§ **Records shown**
******************************

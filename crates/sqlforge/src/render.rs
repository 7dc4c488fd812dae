//! The render contract and the text/parameter accumulator.
//!
//! Everything that can appear in a statement tree implements [`Render`]:
//! the statement builders, conditions, raw fragments, and any caller-supplied
//! type. Rendering is a pure function of `(tree, dialect)`: a tree is never
//! mutated by a render pass, so the same tree may be rendered repeatedly,
//! concurrently, into different buffers or dialects.

use crate::dialect::Dialect;
use crate::error::RenderResult;
use crate::interpolate;
use crate::value::Value;

/// The capability of rendering oneself into a [`Buffer`] for a dialect.
///
/// Implement this on your own types to embed raw expressions or custom
/// sub-statements anywhere a builder is accepted.
pub trait Render: Send + Sync {
    /// Append this node's SQL fragment to `buf`.
    ///
    /// On error the buffer contents are invalid and must be discarded.
    fn render(&self, dialect: &dyn Dialect, buf: &mut Buffer) -> RenderResult<()>;
}

/// Accumulates rendered SQL text and, when interpolation is disabled, an
/// ordered parameter list.
///
/// Within one render pass a buffer is either fully interpolated (inline
/// literals, empty parameter list) or fully parameterized (placeholders plus
/// parameters); the mode is fixed by the dialect for the whole pass.
#[derive(Debug, Default)]
pub struct Buffer {
    sql: String,
    params: Vec<Value>,
}

impl Buffer {
    /// Create an empty buffer.
    pub fn new() -> Self {
        Self::default()
    }

    /// The SQL text accumulated so far.
    pub fn sql(&self) -> &str {
        &self.sql
    }

    /// The parameters accumulated so far.
    pub fn params(&self) -> &[Value] {
        &self.params
    }

    /// Append raw SQL text.
    pub fn write_str(&mut self, sql: &str) {
        self.sql.push_str(sql);
    }

    /// Append a quoted identifier.
    pub fn write_ident(&mut self, dialect: &dyn Dialect, ident: &str) -> RenderResult<()> {
        dialect.quote_ident(ident, &mut self.sql)
    }

    /// Append a value, either as an inline escaped literal or as a native
    /// placeholder plus parameter, per the dialect's interpolation policy.
    ///
    /// [`Value::Expr`] delegates to the wrapped builder in both modes;
    /// [`Value::List`] renders as a parenthesized, comma-joined list with
    /// each element written independently.
    pub fn write_value(&mut self, dialect: &dyn Dialect, value: &Value) -> RenderResult<()> {
        interpolate::write_value(dialect, self, value)
    }

    pub(crate) fn sql_mut(&mut self) -> &mut String {
        &mut self.sql
    }

    pub(crate) fn push_param(&mut self, value: Value) -> usize {
        self.params.push(value);
        self.params.len()
    }

    /// Consume the buffer into a finished [`Query`].
    pub fn into_query(self) -> Query {
        Query {
            sql: self.sql,
            params: self.params,
        }
    }
}

/// The result of rendering a statement tree: SQL text plus the ordered
/// parameter list (empty when the dialect interpolates inline).
///
/// This is what gets handed to the execution layer's
/// `execute(text, parameters)` contract.
#[derive(Debug, Clone, PartialEq)]
pub struct Query {
    pub sql: String,
    pub params: Vec<Value>,
}

/// Render a statement tree against a dialect into a fresh buffer.
///
/// This is the top-level entry point. Rendering never mutates the tree, so
/// repeated calls with the same inputs yield identical output.
pub fn render<S>(stmt: &S, dialect: &dyn Dialect) -> RenderResult<Query>
where
    S: Render + ?Sized,
{
    let mut buf = Buffer::new();
    stmt.render(dialect, &mut buf)?;
    #[cfg(feature = "tracing")]
    tracing::debug!(
        target: "sqlforge.render",
        dialect = dialect.name(),
        param_count = buf.params().len(),
        sql = %buf.sql(),
    );
    Ok(buf.into_query())
}

#[cfg(test)]
mod tests {
    use super::*;
    use crate::dialect::{Mysql, Postgres, Prepared};

    #[test]
    fn interpolating_pass_leaves_params_empty() {
        let mut buf = Buffer::new();
        buf.write_str("a = ");
        buf.write_value(&Mysql, &Value::Int(1)).unwrap();
        assert_eq!(buf.sql(), "a = 1");
        assert!(buf.params().is_empty());
    }

    #[test]
    fn parameterized_pass_collects_in_order() {
        let d = Prepared(Postgres);
        let mut buf = Buffer::new();
        buf.write_value(&d, &Value::Int(1)).unwrap();
        buf.write_str(", ");
        buf.write_value(&d, &Value::Str("x".into())).unwrap();
        assert_eq!(buf.sql(), "$1, $2");
        assert_eq!(buf.params(), &[Value::Int(1), Value::Str("x".into())]);
    }

    #[test]
    fn into_query_carries_both_parts() {
        let d = Prepared(Mysql);
        let mut buf = Buffer::new();
        buf.write_str("SELECT ");
        buf.write_value(&d, &Value::Bool(true)).unwrap();
        let q = buf.into_query();
        assert_eq!(q.sql, "SELECT ?");
        assert_eq!(q.params, vec![Value::Bool(true)]);
    }
}
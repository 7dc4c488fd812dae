//! Per-backend lexical rules and capability flags.
//!
//! A [`Dialect`] bundles everything that differs between SQL backends at the
//! text level: identifier quoting, literal escape tables, boolean spelling,
//! placeholder syntax, and feature flags. Dialects are stateless unit values
//! shared read-only across statements and threads.
//!
//! By default a dialect interpolates values inline as escaped literals. Wrap
//! it in [`Prepared`] to emit native placeholders and collect an ordered
//! parameter list instead.

use std::fmt;
use std::fmt::Write;

use chrono::{DateTime, NaiveDate, NaiveTime, Utc};

use crate::error::{RenderError, RenderResult};

mod clickhouse;
mod mysql;
mod postgres;
mod sqlite;

pub use clickhouse::ClickHouse;
pub use mysql::Mysql;
pub use postgres::Postgres;
pub use sqlite::Sqlite;

/// A backend capability that statements may require at render time.
#[derive(Debug, Clone, Copy, PartialEq, Eq)]
pub enum Feature {
    /// Conflict-resolving INSERT (`ON CONFLICT` / `ON DUPLICATE KEY`)
    Upsert,
    /// `RETURNING` clause on INSERT/UPDATE/DELETE
    Returning,
    /// Transactions (consumed by the execution layer, not by rendering)
    Transactions,
}

impl Feature {
    pub fn as_str(&self) -> &'static str {
        match self {
            Feature::Upsert => "upsert",
            Feature::Returning => "RETURNING",
            Feature::Transactions => "transactions",
        }
    }
}

impl fmt::Display for Feature {
    fn fmt(&self, f: &mut fmt::Formatter<'_>) -> fmt::Result {
        f.write_str(self.as_str())
    }
}

/// The syntactic family a dialect uses for upserts.
#[derive(Debug, Clone, Copy, PartialEq, Eq)]
pub enum UpsertStyle {
    /// `ON CONFLICT (target) DO ...`; proposed values spell `excluded.col`
    OnConflict,
    /// `ON DUPLICATE KEY UPDATE ...`; proposed values spell `VALUES(col)`
    OnDuplicateKey,
}

/// Backend-specific lexical rules.
///
/// The trait is object safe: statement nodes hold `&dyn Dialect` during a
/// render pass, and caller-supplied [`Render`](crate::Render) implementors
/// receive the same reference.
pub trait Dialect: fmt::Debug + Send + Sync {
    /// Short lowercase backend name, used in error messages and logs.
    fn name(&self) -> &'static str;

    /// The identifier quote character.
    fn quote_char(&self) -> char;

    /// Quote an identifier into `out`.
    ///
    /// Dotted paths are split and each segment quoted separately, so
    /// `db.users` becomes `` `db`.`users` ``. A `*` segment passes through
    /// unquoted. Embedded quote characters are doubled; a NUL byte is
    /// rejected as an escape error.
    fn quote_ident(&self, ident: &str, out: &mut String) -> RenderResult<()> {
        for (i, part) in ident.split('.').enumerate() {
            if i > 0 {
                out.push('.');
            }
            if part == "*" {
                out.push('*');
                continue;
            }
            quote_segment(self.quote_char(), part, out)?;
        }
        Ok(())
    }

    /// Append a string value as a quoted, escaped literal.
    fn encode_string(&self, value: &str, out: &mut String);

    /// The literal spelling of a boolean.
    fn encode_bool(&self, value: bool) -> &'static str;

    /// Append binary data as a literal.
    fn encode_bytes(&self, value: &[u8], out: &mut String);

    /// Append a UTC timestamp as a quoted literal.
    fn encode_datetime(&self, value: &DateTime<Utc>, out: &mut String) {
        let _ = write!(out, "'{}'", value.format("%Y-%m-%d %H:%M:%S%.6f"));
    }

    /// Append a date as a quoted literal.
    fn encode_date(&self, value: &NaiveDate, out: &mut String) {
        let _ = write!(out, "'{}'", value.format("%Y-%m-%d"));
    }

    /// Append a time of day as a quoted literal.
    fn encode_time(&self, value: &NaiveTime, out: &mut String) {
        let _ = write!(out, "'{}'", value.format("%H:%M:%S%.6f"));
    }

    /// Append the native placeholder for the 1-based parameter `index`.
    fn write_placeholder(&self, index: usize, out: &mut String);

    /// Whether values are inlined as literals (`true`) or emitted as
    /// placeholders with an out-of-band parameter list (`false`).
    fn interpolates(&self) -> bool {
        true
    }

    /// Whether the backend supports `feature`.
    fn supports(&self, feature: Feature) -> bool;

    /// The upsert syntax family, if the backend has one.
    ///
    /// Must agree with `supports(Feature::Upsert)`.
    fn upsert_style(&self) -> Option<UpsertStyle> {
        None
    }

    /// Whether a SELECT without a FROM source is acceptable.
    fn allows_empty_from(&self) -> bool {
        false
    }
}

fn quote_segment(quote: char, segment: &str, out: &mut String) -> RenderResult<()> {
    if segment.contains('\0') {
        return Err(RenderError::Escape(
            "identifier contains a NUL byte".to_string(),
        ));
    }
    out.push(quote);
    for ch in segment.chars() {
        if ch == quote {
            out.push(quote);
        }
        out.push(ch);
    }
    out.push(quote);
    Ok(())
}

/// Wrapper that switches a dialect from inline interpolation to native
/// placeholders.
///
/// All lexical rules are delegated to the inner dialect; only
/// [`Dialect::interpolates`] is overridden. `Prepared(Postgres)` renders
/// `$1, $2, ...` and fills the buffer's parameter list, while `Postgres`
/// alone renders inline literals.
#[derive(Debug, Clone, Copy, Default)]
pub struct Prepared<D>(pub D);

impl<D: Dialect> Dialect for Prepared<D> {
    fn name(&self) -> &'static str {
        self.0.name()
    }

    fn quote_char(&self) -> char {
        self.0.quote_char()
    }

    fn quote_ident(&self, ident: &str, out: &mut String) -> RenderResult<()> {
        self.0.quote_ident(ident, out)
    }

    fn encode_string(&self, value: &str, out: &mut String) {
        self.0.encode_string(value, out);
    }

    fn encode_bool(&self, value: bool) -> &'static str {
        self.0.encode_bool(value)
    }

    fn encode_bytes(&self, value: &[u8], out: &mut String) {
        self.0.encode_bytes(value, out);
    }

    fn encode_datetime(&self, value: &DateTime<Utc>, out: &mut String) {
        self.0.encode_datetime(value, out);
    }

    fn encode_date(&self, value: &NaiveDate, out: &mut String) {
        self.0.encode_date(value, out);
    }

    fn encode_time(&self, value: &NaiveTime, out: &mut String) {
        self.0.encode_time(value, out);
    }

    fn write_placeholder(&self, index: usize, out: &mut String) {
        self.0.write_placeholder(index, out);
    }

    fn interpolates(&self) -> bool {
        false
    }

    fn supports(&self, feature: Feature) -> bool {
        self.0.supports(feature)
    }

    fn upsert_style(&self) -> Option<UpsertStyle> {
        self.0.upsert_style()
    }

    fn allows_empty_from(&self) -> bool {
        self.0.allows_empty_from()
    }
}

/// Append the hex form of `bytes` to `out`.
pub(crate) fn push_hex(bytes: &[u8], out: &mut String) {
    for b in bytes {
        let _ = write!(out, "{b:02x}");
    }
}

#[cfg(test)]
mod tests {
    use super::*;

    #[test]
    fn quote_ident_splits_dotted_paths() {
        let mut out = String::new();
        Mysql.quote_ident("db.users", &mut out).unwrap();
        assert_eq!(out, "`db`.`users`");
    }

    #[test]
    fn quote_ident_passes_star_through() {
        let mut out = String::new();
        Postgres.quote_ident("u.*", &mut out).unwrap();
        assert_eq!(out, "\"u\".*");
    }

    #[test]
    fn quote_ident_doubles_embedded_quotes() {
        let mut out = String::new();
        Mysql.quote_ident("weird`name", &mut out).unwrap();
        assert_eq!(out, "`weird``name`");
    }

    #[test]
    fn quote_ident_rejects_nul() {
        let mut out = String::new();
        let err = Postgres.quote_ident("bad\0name", &mut out).unwrap_err();
        assert!(err.is_escape());
    }

    #[test]
    fn prepared_disables_interpolation_only() {
        let d = Prepared(Postgres);
        assert!(!d.interpolates());
        assert!(Postgres.interpolates());
        assert_eq!(d.name(), "postgres");
        assert_eq!(d.quote_char(), '"');
    }

    #[test]
    fn upsert_style_agrees_with_capability() {
        let dialects: [&dyn Dialect; 4] = [&Mysql, &Postgres, &Sqlite, &ClickHouse];
        for d in dialects {
            assert_eq!(
                d.supports(Feature::Upsert),
                d.upsert_style().is_some(),
                "{}",
                d.name()
            );
        }
    }

    #[test]
    fn one_dialect_lacks_transactions() {
        assert!(Mysql.supports(Feature::Transactions));
        assert!(Postgres.supports(Feature::Transactions));
        assert!(Sqlite.supports(Feature::Transactions));
        assert!(!ClickHouse.supports(Feature::Transactions));
    }
}
pub mod admin;
pub mod invitation;
use sea_orm::entity::prelude::*;
use serde::{Deserialize, Serialize};

#[derive(Clone, Debug, PartialEq, Eq, DeriveEntityModel, Serialize, Deserialize)]
#[sea_orm(table_name = "guest")]
pub struct Model {
    #[sea_orm(primary_key)]
    pub id: i32,
    pub household_id: Option<i32>,
    #[sea_orm(column_type = "Text")]
    pub first_name: String,
    #[sea_orm(column_type = "Text", nullable)]
    pub last_name: Option<String>,
    pub is_child: bool,
    pub is_attending: Option<bool>,
    #[sea_orm(column_type = "Text", nullable)]
    pub comments: Option<String>,
}

impl Model {
    pub fn name(&self) -> String {
        format!("{} {}", self.first_name, self.last_name.as_deref().unwrap_or(""))
            .trim()
            .to_string()
    }
}

#[derive(Copy, Clone, Debug, EnumIter, DeriveRelation)]
pub enum Relation {
    #[sea_orm(
        belongs_to = "super::household::Entity",
        from = "Column::HouseholdId",
        to = "super::household::Column::Id",
        on_delete = "Cascade"
    )]
    Household,
}

impl Related<super::household::Entity> for Entity {
    fn to() -> RelationDef {
        Relation::Household.def()
    }
}

impl ActiveModelBehavior for ActiveModel {}
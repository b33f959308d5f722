use axum::{
    http::StatusCode,
    response::{Html, IntoResponse, Response},
};

use crate::{import::CsvError, notify::NotifyError};

#[derive(Debug, thiserror::Error)]
pub enum AppError {
    #[error("Invitation not found")]
    NotFound,

    #[error("Invitation token already in use")]
    DuplicateIdentifier,

    #[error(transparent)]
    Seaorm(#[from] sea_orm::DbErr),

    #[error(transparent)]
    Template(#[from] minijinja::Error),

    #[error(transparent)]
    Notify(#[from] NotifyError),

    #[error(transparent)]
    Csv(Box<CsvError>),
}

impl From<CsvError> for AppError {
    fn from(err: CsvError) -> Self {
        match err {
            CsvError::Store(err) => err,
            CsvError::Seaorm(err) => AppError::Seaorm(err),
            err => AppError::Csv(Box::new(err)),
        }
    }
}

const NOT_FOUND_PAGE: &str = r#"<!DOCTYPE html>
<html>
<head>
    <title>Page introuvable</title>
</head>
<body>
    <h1>Page introuvable</h1>
    <p>Ce lien d'invitation n'existe pas. Vérifiez l'adresse reçue par email.</p>
</body>
</html>"#;

impl IntoResponse for AppError {
    fn into_response(self) -> Response {
        match self {
            AppError::NotFound => (StatusCode::NOT_FOUND, Html(NOT_FOUND_PAGE)).into_response(),
            err => {
                tracing::error!("Request failed: {err:?}");
                (StatusCode::INTERNAL_SERVER_ERROR, "Something went wrong.").into_response()
            }
        }
    }
}
use sea_orm_migration::prelude::*;

#[derive(DeriveIden)]
pub enum Household {
    Table,
    Id,
    Name,
    InvitationToken,
    Comments,
    MairieCount,
    ReceptionCount,
    IsAttending,
}

#[derive(DeriveIden)]
pub enum Guest {
    Table,
    Id,
    HouseholdId,
    FirstName,
    LastName,
    IsChild,
    IsAttending,
    Comments,
}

******************************

§ **Work task**
Look above for the line with "escaped literals. Wrap" and the line with "fn quote_char(&self) -> char;", and reproduce exactly those two lines plus every line between, nothing more.

§ **Answer to this exercise**
//! By default a dialect interpolates values inline as escaped literals. Wrap
//! it in [`Prepared`] to emit native placeholders and collect an ordered
//! parameter list instead.

use std::fmt;
use std::fmt::Write;

use chrono::{DateTime, NaiveDate, NaiveTime, Utc};

use crate::error::{RenderError, RenderResult};

mod clickhouse;
mod mysql;
mod postgres;
mod sqlite;

pub use clickhouse::ClickHouse;
pub use mysql::Mysql;
pub use postgres::Postgres;
pub use sqlite::Sqlite;

/// A backend capability that statements may require at render time.
#[derive(Debug, Clone, Copy, PartialEq, Eq)]
pub enum Feature {
    /// Conflict-resolving INSERT (`ON CONFLICT` / `ON DUPLICATE KEY`)
    Upsert,
    /// `RETURNING` clause on INSERT/UPDATE/DELETE
    Returning,
    /// Transactions (consumed by the execution layer, not by rendering)
    Transactions,
}

impl Feature {
    pub fn as_str(&self) -> &'static str {
        match self {
            Feature::Upsert => "upsert",
            Feature::Returning => "RETURNING",
            Feature::Transactions => "transactions",
        }
    }
}

impl fmt::Display for Feature {
    fn fmt(&self, f: &mut fmt::Formatter<'_>) -> fmt::Result {
        f.write_str(self.as_str())
    }
}

/// The syntactic family a dialect uses for upserts.
#[derive(Debug, Clone, Copy, PartialEq, Eq)]
pub enum UpsertStyle {
    /// `ON CONFLICT (target) DO ...`; proposed values spell `excluded.col`
    OnConflict,
    /// `ON DUPLICATE KEY UPDATE ...`; proposed values spell `VALUES(col)`
    OnDuplicateKey,
}

/// Backend-specific lexical rules.
///
/// The trait is object safe: statement nodes hold `&dyn Dialect` during a
/// render pass, and caller-supplied [`Render`](crate::Render) implementors
/// receive the same reference.
pub trait Dialect: fmt::Debug + Send + Sync {
    /// Short lowercase backend name, used in error messages and logs.
    fn name(&self) -> &'static str;

    /// The identifier quote character.
    fn quote_char(&self) -> char;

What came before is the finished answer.